**ACTIVITY:** Starting with the first line below, reproduce each line exactly until you have included the one bearing "f64, fat_g: f64)".

━━━━━ MATERIAL SUPPLIED ━━━━━

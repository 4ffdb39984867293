use std::collections::BTreeSet;

use serde::{Deserialize, Serialize};
use serde_json::Value;

use crate::models::Slot;
use crate::planner::constants::{DEFAULT_PORTION_G, DEFAULT_UNIT, PROTEIN_GROUPS};

/// A normalized catalog entry.
///
/// Built once at load time from a [`RawFoodRecord`]; macro grams and kcal are
/// always finite and non-negative.
#[derive(Debug, Clone, PartialEq, Serialize, Deserialize)]
pub struct FoodItem {
    pub name: String,
    pub group: String,
    #[serde(default)]
    pub tags: BTreeSet<String>,
    pub kcal: f64,
    pub protein_g: f64,
    pub carbs_g: f64,
    pub fat_g: f64,
    #[serde(default = "default_portion")]
    pub portion_g: f64,
    #[serde(default = "default_unit")]
    pub unit: String,
    #[serde(default = "all_slots")]
    pub slots: BTreeSet<Slot>,
}

fn default_portion() -> f64 {
    DEFAULT_PORTION_G
}

fn default_unit() -> String {
    DEFAULT_UNIT.to_string()
}

fn all_slots() -> BTreeSet<Slot> {
    Slot::ALL.into_iter().collect()
}

impl FoodItem {
    /// Item with default portion, unit and slot eligibility and no tags.
    pub fn new(name: &str, group: &str, kcal: f64, protein_g: f64, carbs_g: f64, fat_g: f64) -> Self {
        Self {
            name: name.to_string(),
            group: group.to_string(),
            tags: BTreeSet::new(),
            kcal: non_negative(kcal),
            protein_g: non_negative(protein_g),
            carbs_g: non_negative(carbs_g),
            fat_g: non_negative(fat_g),
            portion_g: DEFAULT_PORTION_G,
            unit: DEFAULT_UNIT.to_string(),
            slots: all_slots(),
        }
    }

    pub fn with_tags(mut self, tags: &[&str]) -> Self {
        self.tags = tags.iter().map(|t| t.to_string()).collect();
        self
    }

    pub fn with_slots(mut self, slots: &[Slot]) -> Self {
        self.slots = if slots.is_empty() {
            all_slots()
        } else {
            slots.iter().copied().collect()
        };
        self
    }

    /// Canonical key for lookups (lowercase name).
    pub fn key(&self) -> String {
        self.name.to_lowercase()
    }

    pub fn has_tag(&self, tag: &str) -> bool {
        self.tags.contains(tag)
    }

    pub fn is_protein_source(&self) -> bool {
        PROTEIN_GROUPS.contains(&self.group.as_str())
    }

    pub fn eligible_for(&self, slot: Slot) -> bool {
        self.slots.contains(&slot)
    }

    /// Categorical signature used for similarity: `group::<g>` plus `tag::<t>` per tag.
    pub fn signature(&self) -> BTreeSet<String> {
        std::iter::once(format!("group::{}", self.group))
            .chain(self.tags.iter().map(|t| format!("tag::{t}")))
            .collect()
    }
}

/// Macros nested under a `macros` object in some catalog sources.
#[derive(Debug, Clone, Default, Deserialize)]
pub struct RawMacros {
    #[serde(default, alias = "protein_g")]
    pub protein: Option<Value>,
    #[serde(default, alias = "carbs_g")]
    pub carbs: Option<Value>,
    #[serde(default, alias = "fat_g")]
    pub fat: Option<Value>,
    #[serde(default, alias = "calories")]
    pub kcal: Option<Value>,
}

/// A catalog record as found in the source JSON, before normalization.
///
/// Numeric fields are kept as raw JSON so malformed values can fall back to
/// zero instead of failing the whole catalog.
#[derive(Debug, Clone, Deserialize)]
pub struct RawFoodRecord {
    pub name: String,
    pub group: String,
    #[serde(default)]
    pub tags: Option<Vec<String>>,
    #[serde(default, alias = "calories")]
    pub kcal: Option<Value>,
    #[serde(default, alias = "protein_g")]
    pub protein: Option<Value>,
    #[serde(default, alias = "carbs_g")]
    pub carbs: Option<Value>,
    #[serde(default, alias = "fat_g")]
    pub fat: Option<Value>,
    #[serde(default)]
    pub macros: Option<RawMacros>,
    #[serde(default)]
    pub portion_g: Option<Value>,
    #[serde(default)]
    pub unit: Option<String>,
    #[serde(default)]
    pub slots: Option<Vec<String>>,
}

impl RawFoodRecord {
    pub fn normalize(self) -> FoodItem {
        let nested = self.macros.unwrap_or_default();
        let pick = |flat: Option<Value>, nested: Option<Value>| {
            coerce_number(flat.as_ref()).or_else(|| coerce_number(nested.as_ref()))
        };

        let kcal = pick(self.kcal, nested.kcal).unwrap_or(0.0);
        let protein_g = pick(self.protein, nested.protein).unwrap_or(0.0);
        let carbs_g = pick(self.carbs, nested.carbs).unwrap_or(0.0);
        let fat_g = pick(self.fat, nested.fat).unwrap_or(0.0);

        let portion_g = coerce_number(self.portion_g.as_ref())
            .filter(|p| *p > 0.0)
            .unwrap_or(DEFAULT_PORTION_G);

        let unit = self
            .unit
            .map(|u| u.trim().to_string())
            .filter(|u| !u.is_empty())
            .unwrap_or_else(default_unit);

        let slots: Vec<Slot> = self
            .slots
            .unwrap_or_default()
            .iter()
            .filter_map(|s| Slot::parse(s))
            .collect();

        let tags: Vec<&str> = self
            .tags
            .as_deref()
            .unwrap_or_default()
            .iter()
            .map(|t| t.trim())
            .filter(|t| !t.is_empty())
            .collect();

        FoodItem {
            portion_g,
            unit,
            ..FoodItem::new(self.name.trim(), self.group.trim(), kcal, protein_g, carbs_g, fat_g)
                .with_tags(&tags)
                .with_slots(&slots)
        }
    }
}

/// Read a JSON value as a number. Numeric strings are accepted.
fn coerce_number(value: Option<&Value>) -> Option<f64> {
    let n = match value? {
        Value::Number(n) => n.as_f64()?,
        Value::String(s) => s.trim().parse::<f64>().ok()?,
        _ => return None,
    };
    Some(non_negative(n))
}

fn non_negative(v: f64) -> f64 {
    if v.is_finite() && v > 0.0 { v } else { 0.0 }
}

#[cfg(test)]
mod tests {
    use super::*;

    fn parse(json: &str) -> FoodItem {
        serde_json::from_str::<RawFoodRecord>(json).unwrap().normalize()
    }

    #[test]
    fn test_flat_record() {
        let item = parse(
            r#"{"name": "Rice", "group": "grains", "kcal": 130, "protein": 2.7, "carbs": 28, "fat": 0.3, "tags": ["vegan"]}"#,
        );
        assert_eq!(item.name, "Rice");
        assert_eq!(item.kcal, 130.0);
        assert_eq!(item.carbs_g, 28.0);
        assert!(item.has_tag("vegan"));
        assert_eq!(item.portion_g, 100.0);
        assert_eq!(item.unit, "g");
        assert_eq!(item.slots.len(), 4);
    }

    #[test]
    fn test_nested_macros() {
        let item = parse(
            r#"{"name": "Egg", "group": "eggs", "calories": 78, "macros": {"protein": 6, "carbs": 0.6, "fat": 5.3}}"#,
        );
        assert_eq!(item.kcal, 78.0);
        assert_eq!(item.protein_g, 6.0);
        assert_eq!(item.fat_g, 5.3);
    }

    #[test]
    fn test_malformed_numbers_default_to_zero() {
        let item = parse(
            r#"{"name": "Mystery", "group": "other", "kcal": "abc", "protein": null, "carbs": "12.5", "fat": -3}"#,
        );
        assert_eq!(item.kcal, 0.0);
        assert_eq!(item.protein_g, 0.0);
        assert_eq!(item.carbs_g, 12.5);
        assert_eq!(item.fat_g, 0.0);
    }

    #[test]
    fn test_slots_and_portion() {
        let item = parse(
            r#"{"name": "Oats", "group": "grains", "kcal": 150, "slots": ["Breakfast", "brunch"], "portion_g": 40, "unit": "cup"}"#,
        );
        assert_eq!(item.slots.len(), 1);
        assert!(item.eligible_for(Slot::Breakfast));
        assert!(!item.eligible_for(Slot::Dinner));
        assert_eq!(item.portion_g, 40.0);
        assert_eq!(item.unit, "cup");
    }

    #[test]
    fn test_signature() {
        let item = FoodItem::new("Tofu", "plant_protein", 144.0, 17.0, 3.0, 9.0)
            .with_tags(&["vegan", "soy"]);
        let sig = item.signature();
        assert!(sig.contains("group::plant_protein"));
        assert!(sig.contains("tag::vegan"));
        assert!(sig.contains("tag::soy"));
        assert_eq!(sig.len(), 3);
        assert!(item.is_protein_source());
    }
}
//! # Autologin
//!
//! 一个用于批量账号登录和余额采集的 Rust 应用程序
//!
//! ## 架构设计
//!
//! 本系统采用严格的四层架构：
//!
//! ### ① 基础设施层（Infrastructure）
//! - `infrastructure/` - 持有共享资源，只暴露能力
//! - `ProxyPool` - 持有代理列表，提供轮询取用能力
//! - `CaptchaSolver` - 持有求解器子进程，提供滑块求解能力
//!
//! ### ② 业务能力层（Clients / Services）
//! - `clients/` - 单个账号的站点 HTTP 客户端（token / Cookie 状态机）
//! - `services/` - 账号台账（计数 + 对账）与结果文件写入
//!
//! ### ③ 流程层（Workflow）
//! - `workflow/` - 定义"一个账号"的完整处理流程
//! - `AccountCtx` - 上下文封装（account + row_index）
//! - `LoginFlow` - 流程编排（落地页 → 验证码 → 登录 → 查询）
//!
//! ### ④ 编排层（Orchestration）
//! - `orchestrator/batch_processor` - 批量账号处理器，管理资源和并发
//! - `orchestrator/account_processor` - 单个账号任务包装，崩溃隔离
//!
//! ## 模块结构

pub mod clients;
pub mod config;
pub mod error;
pub mod infrastructure;

pub mod models;
pub mod orchestrator;
pub mod services;
pub mod utils;
pub mod workflow;

// 重新导出常用类型
pub use clients::SiteClient;
pub use config::Config;
pub use error::{ClientError, SolverError};
pub use infrastructure::{CaptchaSolver, ProxyPool};
pub use models::{Account, AccountResult};
pub use orchestrator::{App, BatchSummary};
pub use workflow::{AccountCtx, LoginFlow};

━━━━━

**SOLVED PROBLEM:**
repository 4ffdb39984867293
use std::collections::BTreeSet;

use serde::{Deserialize, Serialize};
use serde_json::Value;

use crate::models::Slot;
use crate::planner::constants::{DEFAULT_PORTION_G, DEFAULT_UNIT, PROTEIN_GROUPS};

/// A normalized catalog entry.
///
/// Built once at load time from a [`RawFoodRecord`]; macro grams and kcal are
/// always finite and non-negative.
#[derive(Debug, Clone, PartialEq, Serialize, Deserialize)]
pub struct FoodItem {
    pub name: String,
    pub group: String,
    #[serde(default)]
    pub tags: BTreeSet<String>,
    pub kcal: f64,
    pub protein_g: f64,
    pub carbs_g: f64,
    pub fat_g: f64,
    #[serde(default = "default_portion")]
    pub portion_g: f64,
    #[serde(default = "default_unit")]
    pub unit: String,
    #[serde(default = "all_slots")]
    pub slots: BTreeSet<Slot>,
}

fn default_portion() -> f64 {
    DEFAULT_PORTION_G
}

fn default_unit() -> String {
    DEFAULT_UNIT.to_string()
}

fn all_slots() -> BTreeSet<Slot> {
    Slot::ALL.into_iter().collect()
}

impl FoodItem {
    /// Item with default portion, unit and slot eligibility and no tags.
    pub fn new(name: &str, group: &str, kcal: f64, protein_g: f64, carbs_g: f64, fat_g: f64) -> Self {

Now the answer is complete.